Kreislaufwirtschaft erfordert das Zusammenwirken vieler verschiedener Stakeholder, und ist deshalb komplex in der Umsetzung. Teilweise grosse logistische Umstellungen und Investitionen sind von den Betrieben gefordert. In der Kreislaufwirtschaft liegt die Verantwortung für den Abfall beim Produzenten.

Recycling

Recycling bereitet gebrauchte Wertstoffe wieder auf, und bewahrt dabei die Qualität des Rohstoffes. Es entsteht ein Produkt mit neuem Nutzen oder dem ursprünglichen Gebrauch. Beschaffenheit und Verarbeitbarkeit des Materials sollen sich durch das Recycling nicht verändern. Recycling bedeutet auch für KMUs: Müll trennen, Pfandflaschen zurückbringen, Batterien sammeln, Altglas- und Altpapier entsorgen.

Alte Materialien werden wiederaufbereitet und dem Wirtschaftskreislauf hinzugefügt, und schonen so die Umwelt. Trotz Zuführung von Polymeren um Qualitätsverluste durch das Recycling bei Kunststoffen auszugleichen, wird erheblich weniger Energie als für die Neuproduktion von Kunststoffen verbraucht.

Es kommt im Recycling-Prozess vor, dass neue Rohstoffe hinzugefügt oder diese unter hohem Energieaufwand bearbeitet werden müssen. Selbst Recycling kann in weitem Sinne dadurch sogar als innovationsfeindlich betrachtet werden - denn die Abfallwirtschaft wird durch Down- und Recycling perfektioniert, anstatt die Produktentwicklung von Beginn an intensiver zu perfektionieren.

Upcycling

Mittels Upcycling lassen sich aus gebrauchten Rohstoffen, Materialien und Abfällen neue Produkte mit oft sogar höherem Wert oder Nutzen herstellen (z.B. aus kaputten Gummischläuchen stellen KMUs Geldbörsen her).
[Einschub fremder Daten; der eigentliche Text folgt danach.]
// Photosynthetic parameters (resolution-independent biochemistry)
pub const O2_UMOL_MOL: f64 = 21000.0; // Intercellular O2, µmol mol(air)-1. Bernacchi et al. (2001)
pub const KC25_UMOL_MOL: f64 = 404.0; // RuBisCO affinity for CO2 at 25 °C, µmol mol-1. Bernacchi et al. (2001)
pub const KO25_UMOL_MOL: f64 = 278.4e3; // RuBisCO affinity for O2 at 25 °C, µmol mol-1. Bernacchi et al. (2001)
pub const GAMMA25_UMOL_MOL: f64 = 39.0; // CO2 compensation point at 25 °C, µmol mol-1. Braune et al. (2009)
pub const THETA_CURVATURE: f64 = 0.72; // Curvature parameter of the J quadratic, dimensionless

// Dark respiration attenuation in light. Muller et al. (2005), eq. 19
pub const RD_LIGHT_FLOOR: f64 = 0.33; // Fraction of dark respiration left under saturating light
pub const RD_HALF_DECAY_PAR: f64 = 15.0; // PAR halving the light-sensitive fraction, µmol m-2 s-1

// Stomatal conductance parameters
pub const GSMIN_MOL_M2_S: f64 = 0.05; // Minimum gsw, measured in the dark. Braune et al. (2009)
pub const GB_MOL_M2_S: f64 = 3.5; // Boundary layer conductance to water vapour. Muller et al. (2005)

// Physical constants for the canopy microclimate and energy balance
pub const WIND_ATTENUATION_A: f64 = 2.5; // Wind extinction within a wheat canopy. Campbell and Norman (1998)
pub const PSYCHROMETRIC_GAMMA_KPA_K: f64 = 66e-3; // Psychrometric constant, kPa K-1 (mean value)
pub const VON_KARMAN_K: f64 = 0.40; // Von Kármán's constant, dimensionless
pub const LATENT_HEAT_VAPORIZATION_J_KG: f64 = 2260e3; // Latent heat of vaporisation of water, J kg-1
pub const RHOCP_J_M3_K: f64 = 1256.0; // Volumetric heat capacity of air, J m-3 K-1
pub const REFERENCE_WIND_HEIGHT_M: f64 = 2.0; // Height at which the reference wind Ur is measured, m
pub const GAS_CONSTANT_J_MOL_K: f64 = 8.3144; // Universal gas constant, J mol-1 K-1
pub const ATMOSPHERIC_PRESSURE_PA: f64 = 1.01325e5; // Standard atmospheric pressure, Pa
pub const PAR_TO_GLOBAL_RADIATION: f64 = 1.53; // Absorbed PAR to absorbed global radiation
pub const PAR_W_M2_TO_UMOL_M2_S: f64 = 4.55; // 1 W m-2 of PAR = 4.55 µmol m-2 s-1. Goudriaan and van Laar (1994)
pub const MIN_WIND_SPEED_M_S: f64 = 0.1; // Floor on the reference wind before any log-profile computation

pub const TO_KELVIN: f64 = 273.15;
pub const TREF_K: f64 = 298.15; // Reference temperature of the Arrhenius responses, K

// Molar masses, g mol-1
pub const MM_WATER_G_MOL: f64 = 18.0;
pub const MM_NITROGEN_G_MOL: f64 = 14.0;
pub const MM_CARBON_G_MOL: f64 = 12.0;

// Solver settings
pub const CI_INIT_RATIO: f64 = 0.7; // Ci starts at 0.7 × ambient CO2
pub const DELTA_CONVERGENCE: f64 = 0.01; // Relative tolerance on Ci and Ts
pub const MAX_SOLVER_ITERATIONS: u32 = 30; // Hard cap, convergence or not
pub const EFFICIENCY_STEM: f64 = 0.78; // Assimilation discount of non-lamina organs
pub const DEFAULT_SURFACIC_NITROGEN_G_M2: f64 = 2.0; // Used when no nitrogen input is provided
Dinge die bislang entsorgt wurden, werden so für die Herstellung neuer hochqualitativer Produkte durch andere KMUs, oder das eigene KMU (neue Sparte) genutzt.

Upcycling hat beinahe ausschliesslich Vorteile. Upcycling schont Ressourcen, verbraucht weniger Energie, und reduziert das Müllaufkommen von KMUs.

Um ein altes Produkt in einen anderen Artikel zu verwandeln, fallen teilweise Kleber, Farben oder andere chemisches Material an. Alternative Materialien sind hierfür (noch) nicht immer als Ersatz verfügbar.